Nikolas knew about this world because it was the one Brakmaktin had pulled from his mind. He hadn’t expected to see it so soon, since it was still a light-year too distant for the warship’s sensors to pick up. However, as the alien had already demonstrated, he could do things others could not.
He had had but one deficiency, and that was his lack of knowledge of this galaxy. But thanks to Nikolas, that deficiency was no more. Brakmaktin had been able to find whatever he needed in the human’s defenseless mind.
Had he restricted himself to the databases on the Iktoj’ni and the battle cruiser, he could have gotten more information than Nikolas could ever give him. But it was easier for him to reach into Nikolas’s mind for it.
And more fun too. That was clear from the expression he had seen on Brakmaktin’s face. It had definitely been more entertaining to rummage through a brain than a computer memory.

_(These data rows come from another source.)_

impl FunctionDescriptor {
    pub fn native(f: NativeFn, arity: Option<usize>) -> Self {
        Self { kind: FunctionKind::Native(f), arity, simple: SimpleFns::new() }
    }

    pub fn native_ref(f: NativeRefFn, arity: Option<usize>) -> Self {
        Self { kind: FunctionKind::NativeRef(f), arity, simple: SimpleFns::new() }
    }

    pub fn node(f: NodeFn) -> Self {
        Self { kind: FunctionKind::Node(f), arity: None, simple: SimpleFns::new() }
    }

    pub fn user(params: Vec<String>, body: Rc<Node>) -> Self {
        let arity = Some(params.len());
        Self { kind: FunctionKind::User { params, body }, arity, simple: SimpleFns::new() }
    }

    pub fn with_simple(mut self, simple: SimpleFns) -> Self {
        self.simple = simple;
        self
    }
}

// ==================== Environment ====================

/// Variable and function tables of one interpreter
#[derive(Debug, Clone, Default)]
pub struct Environment {
    variables: ScopedTable<Variable>,
    functions: ScopedTable<FunctionDescriptor>,
    level: usize,
}

impl Environment {
    pub fn new() -> Self {
        Self::default()
    }

    pub fn level(&self) -> usize {
        self.level
    }

    pub fn enter_block(&mut self) {
        self.level += 1;
    }

    /// Leaves the current block. Level 0 is never left.
    pub fn leave_block(&mut self) {
        if self.level == 0 {
            return;
        }
        self.variables.pop_level(self.level);
        self.functions.pop_level(self.level);
        self.level -= 1;
    }

    /// Binds an owned variable at the current level.
    pub fn add_variable(&mut self, name: &str, value: Value) {
        self.variables.add(name, Variable::owned(value), self.level);
    }

    /// Binds a host-owned variable at the current level.
    pub fn add_host_variable(&mut self, name: &str, var: HostVar) {
        self.variables.add(name, Variable::Borrowed(var), self.level);
    }

    /// Assigns to the innermost binding of `name`, or binds a new variable at
    /// the current level.
    pub fn set_variable(&mut self, name: &str, value: Value) -> Result<(), ErrorKind> {
        match self.variables.get_mut(name) {
            Some(var) => var.set(name, value),
            None => {
                self.add_variable(name, value);
                Ok(())
            }
        }
    }

    pub fn get_variable(&self, name: &str) -> Option<Value> {
        self.variables.get(name).map(Variable::get)
    }

    pub fn variable(&self, name: &str) -> Option<&Variable> {
        self.variables.get(name)
    }

    pub fn variable_with_level(&self, name: &str) -> Option<(&Variable, usize)> {
        self.variables.get_with_level(name)
    }

    pub fn variable_exists(&self, name: &str) -> bool {
        self.variables.contains(name)
    }

    /// Visible variables sorted by name
    pub fn variables(&self) -> Vec<(String, Value)> {
        let mut vars: Vec<_> = self
            .variables
            .visible()
            .map(|(name, var)| (name.to_string(), var.get()))
            .collect();
        vars.sort_by(|a, b| a.0.cmp(&b.0));
        vars
    }

    pub fn add_function(&mut self, name: &str, function: FunctionDescriptor) {
        self.functions.add(name, function, self.level);
    }

    pub fn function(&self, name: &str) -> Option<&FunctionDescriptor> {
        self.functions.get(name)
    }

    pub fn function_exists(&self, name: &str) -> bool {
        self.functions.contains(name)
    }

    /// Removes every variable and function and returns to level 0.
    pub fn clear(&mut self) {
        self.variables.clear();
        self.functions.clear();
        self.level = 0;
    }
}

#[cfg(test)]
mod tests {
    use super::*;

    #[test]
    fn test_shadow_and_leave() {
        let mut env = Environment::new();
        env.add_variable("x", Value::Double(1.0));
        env.enter_block();
        env.add_variable("x", Value::Double(2.0));
        assert_eq!(env.get_variable("x"), Some(Value::Double(2.0)));
        env.leave_block();
        assert_eq!(env.get_variable("x"), Some(Value::Double(1.0)));
    }

    #[test]
    fn test_same_level_replaces() {
        let mut table = ScopedTable::new();
        table.add("a", 1, 0);
        table.add("a", 2, 0);
        assert_eq!(table.len(), 1);
        assert_eq!(table.get("a"), Some(&2));
    }

    #[test]
    fn test_block_locals_disappear() {
        let mut env = Environment::new();
        env.enter_block();
        env.add_variable("tmp", Value::Bool(true));
        env.enter_block();
        env.add_variable("inner", Value::Double(3.0));
        env.leave_block();
        assert!(!env.variable_exists("inner"));
        assert!(env.variable_exists("tmp"));
        env.leave_block();
        assert!(!env.variable_exists("tmp"));
        env.leave_block();
        assert_eq!(env.level(), 0);
    }

    #[test]
    fn test_set_variable_targets_innermost() {
        let mut env = Environment::new();
        env.add_variable("x", Value::Double(1.0));
        env.enter_block();
        env.set_variable("x", Value::Double(5.0)).unwrap();
        env.set_variable("y", Value::Double(6.0)).unwrap();
        env.leave_block();
        assert_eq!(env.get_variable("x"), Some(Value::Double(5.0)));
        assert!(!env.variable_exists("y"));
    }

    #[test]
    fn test_owned_slot_changes_type() {
        let mut env = Environment::new();
        env.add_variable("x", Value::Double(1.0));
        let cell = env.variable("x").and_then(Variable::numeric_cell).unwrap();
        env.set_variable("x", Value::Double(4.0)).unwrap();
        assert_eq!(cell.get(), 4.0);
        env.set_variable("x", Value::from("text")).unwrap();
        assert_eq!(env.get_variable("x"), Some(Value::from("text")));
        assert!(env.variable("x").and_then(Variable::numeric_cell).is_none());
    }

    #[test]
    fn test_host_variables() {
        let mut env = Environment::new();
        let cell = Rc::new(Cell::new(2.0));
        env.add_host_variable("h", HostVar::Double(Rc::clone(&cell)));
        env.set_variable("h", Value::Double(9.0)).unwrap();
        assert_eq!(cell.get(), 9.0);
        let err = env.set_variable("h", Value::Bool(true)).unwrap_err();
        assert_eq!(
            err,
            ErrorKind::HostTypeMismatch { name: "h".into(), expected: "number", found: "bool" }
        );

        let shared = Rc::new(RefCell::new(Value::Void));
        env.add_host_variable("v", HostVar::Value(Rc::clone(&shared)));
        env.set_variable("v", Value::DoubleVector(vec![1.0])).unwrap();
        assert_eq!(*shared.borrow(), Value::DoubleVector(vec![1.0]));
    }

    #[test]
    fn test_simple_fns() {
        fn twice(x: f64) -> f64 {
            x * 2.0
        }
        let simple = SimpleFns::new().with(SimpleFn::F1(twice));
        assert!(simple.get(0).is_none());
        assert_eq!(simple.get(1).map(|f| f.call(&[4.0])), Some(8.0));
        assert!(simple.get(7).is_none());
        assert!(!simple.is_empty());
        assert!(SimpleFns::new().is_empty());
    }
}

Nikolas wished he could press a reset button and make everything the way it was before he left the Stargazer. He wished he could be back there now with Obal and all the others—even Paris, who had begun to open up to him a little.
He wished that he had never heard of Brakmaktin or the Nuyyad or the Ubarrak ship they were on, or the world they were headed for. But most of all, he wished he knew of a way to stop his monster of a companion before he killed anyone else.
“No,” said Brakmaktin. “That is not what you want most.”
Nikolas turned to him. He could tell by the alien’s expression that he had been reading Nikolas’s thoughts.
“I can grant your wishes,” said Brakmaktin. “Can…and will.